Treasury states that a greater degree of standardization and transparency across the federal housing footprint would benefit the market, and accelerate the ability of the industry to respond during a future economic downturn. Further, the report states the position of mortgage servicers that FHA servicing rules are complex, and in some cases, conflicting and outdated when compared to GSE requirements, private-label guidelines, and other regulatory requirements.
- Federally supported mortgage programs should explore standardizing the most effective features of a loss mitigation program across the federal footprint. The standardization should align a loss mitigation approach that facilitates effective and efficient loan modifications when in the financial interest of the borrower and investor, promotes transparency, reduces costs, and mitigates the impact of defaults on housing valuations during downturns. The standards should also establish parameters such as a standardized application package, affordability standards (e.g., suggested housing-expense-to-income ratios and minimum payment reductions), modification waterfall standards that specify suggested acceptable loss mitigation steps, and referral of delinquent borrowers to financial counseling. However, these standards should not prescribe a specific modification product.
- FHA should continue to review FHA servicing requirements, in order to increase certainty, reduce needlessly costly and burdensome regulatory requirements, but fulfill FHA's obligation to the Mutual Mortgage Insurance Fund.
- FHA should consider changes to the manner in which penalties are assessed across FHA’s multi-part foreclosure timeline. Such changes should allow servicers to miss intermediate deadlines, while adhering to the broader resolution timeline, and to better align with the CFPB’s loss mitigation requirements.

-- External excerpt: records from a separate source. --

use crate::tools::*;

/// Sets how distance is measured when territories are built at a level.
pub struct SetTerritoryDistanceParameters {
    name: String,
    display_name: String,
    description: String,
    toolbox: String,
    alias: String,
    parameters: Vec<ToolParameter>,
    valid_environments: Vec<EnvironmentKey>,
    example_usage: String,
}

impl SetTerritoryDistanceParameters {
    pub fn new() -> SetTerritoryDistanceParameters {
        // public constructor
        let name = "SetTerritoryDistanceParameters".to_string();
        let display_name = "Set Territory Distance Parameters".to_string();
        let toolbox = "Territory Design".to_string();
        let alias = "td".to_string();
        let description =
            "Sets the distance measure used when solving a territory solution level.".to_string();

        let mut parameters = vec![];
        parameters.push(ToolParameter {
            name: "Input Territory Solution".to_owned(),
            flags: vec!["-i".to_owned(), "--in_territory_solution".to_owned()],
            description: "The territory solution to modify.".to_owned(),
            parameter_type: ParameterType::TerritorySolution,
            direction: ParameterDirection::Required,
            default_value: None,
        });

        parameters.push(ToolParameter {
            name: "Level".to_owned(),
            flags: vec!["--level".to_owned()],
            description: "The name of the level the settings apply to.".to_owned(),
            parameter_type: ParameterType::String,
            direction: ParameterDirection::Required,
            default_value: None,
        });

        parameters.push(ToolParameter {
            name: "Distance Type".to_owned(),
            flags: vec!["--distance_type".to_owned()],
            description: "How distance between features is measured.".to_owned(),
            parameter_type: ParameterType::CodedValue(CodedValueDomain::new(
                "distance_type",
                &[
                    ("STRAIGHT_LINE", "Euclidean distance"),
                    ("NETWORK", "Distance along a street network"),
                    ("NETWORK_TIME", "Travel time along a street network"),
                ],
            )),
            direction: ParameterDirection::Optional,
            default_value: Some("STRAIGHT_LINE".to_owned()),
        });

        parameters.push(ToolParameter {
            name: "Distance Units".to_owned(),
            flags: vec!["--units".to_owned()],
            description: "The units distances are reported in.".to_owned(),
            parameter_type: ParameterType::CodedValue(CodedValueDomain::new(
                "units",
                &[
                    ("METERS", "Meters"),
                    ("KILOMETERS", "Kilometers"),
                    ("MILES", "Miles"),
                    ("NAUTICAL_MILES", "Nautical miles"),
                ],
            )),
            direction: ParameterDirection::Optional,
            default_value: Some("METERS".to_owned()),
        });

        parameters.push(ToolParameter {
            name: "Network Dataset".to_owned(),
            flags: vec!["--network_dataset".to_owned()],
            description: "The street network used for network distance types.".to_owned(),
            parameter_type: ParameterType::String,
            direction: ParameterDirection::Optional,
            default_value: None,
        });

        parameters.push(ToolParameter {
            name: "Updated Territory Solution".to_owned(),
            flags: vec![],
            description: "The territory solution updated by the engine.".to_owned(),
            parameter_type: ParameterType::TerritorySolution,
            direction: ParameterDirection::Derived,
            default_value: None,
        });

        let valid_environments = vec![
            EnvironmentKey::Workspace,
            EnvironmentKey::ScratchWorkspace,
        ];

        let usage = example_usage(
            &name,
            "-i=gis.gdb/sales_2026 --level=Districts --distance_type=NETWORK --units=KILOMETERS --network_dataset=streets_nd",
        );

        SetTerritoryDistanceParameters {
            name: name,
            display_name: display_name,
            description: description,
            toolbox: toolbox,
            alias: alias,
            parameters: parameters,
            valid_environments: valid_environments,
            example_usage: usage,
        }
    }
}

impl GeoprocessingTool for SetTerritoryDistanceParameters {
    fn get_source_file(&self) -> String {
        String::from(file!())
    }

    fn get_tool_name(&self) -> String {
        self.name.clone()
    }

    fn get_display_name(&self) -> String {
        self.display_name.clone()
    }

    fn get_tool_description(&self) -> String {
        self.description.clone()
    }

    fn get_toolbox(&self) -> String {
        self.toolbox.clone()
    }

    fn get_alias(&self) -> String {
        self.alias.clone()
    }

    fn parameters(&self) -> &[ToolParameter] {
        &self.parameters
    }

    fn valid_environments(&self) -> &[EnvironmentKey] {
        &self.valid_environments
    }

    fn get_example_usage(&self) -> String {
        self.example_usage.clone()
    }
}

- FHA should explore changes to its property conveyance framework to reduce costs and increase efficiencies.
- FHA should continue use of—and consider expanding—programs that reduce the need for foreclosed properties to be conveyed to HUD, such as Note Sales and FHA's Claim Without Conveyance of Title.
State Foreclosure Practices
The report notes that foreclosure practices are one of the most divergent state-level requirements for the mortgage industry, and that the variation has been highly problematic for housing markets since the collapse. According to the report, the national average timeline to complete a foreclosure increased from approximately six months in 2007 to about 33 months by the end of 2017, with generally longer periods for judicial states. Further, while the nationwide number of loans in the foreclosure process have returned to pre-crisis levels, the foreclosure rate in judicial states remain elevated as compared to both nonjudicial states and the pre-crisis level. Timelines in some judicial states, such as Florida and New Jersey, exceed three years on average—and in certain judicial review cases, a borrower has been able to remain in a property for more than five years without making a payment before a foreclosure is completed.
Treasury asserts that borrowers in states with protracted foreclosure timelines likely bear a portion of the cost of these delays, due to a risk premium embedded in interest rates for loans in that state. The report further states that prolonged foreclosure timelines create a negative externality on home prices, which may impact nearby property values and dampen appreciation. The report notes that, since their pre-crisis peak, housing prices in nonjudicial states have appreciated twice as much as those in judicial states. According to Treasury, evidence suggests that the judicial review process leads to higher rates of persistent delinquency than nonjudicial foreclosures, without measurably improving foreclosure outcomes.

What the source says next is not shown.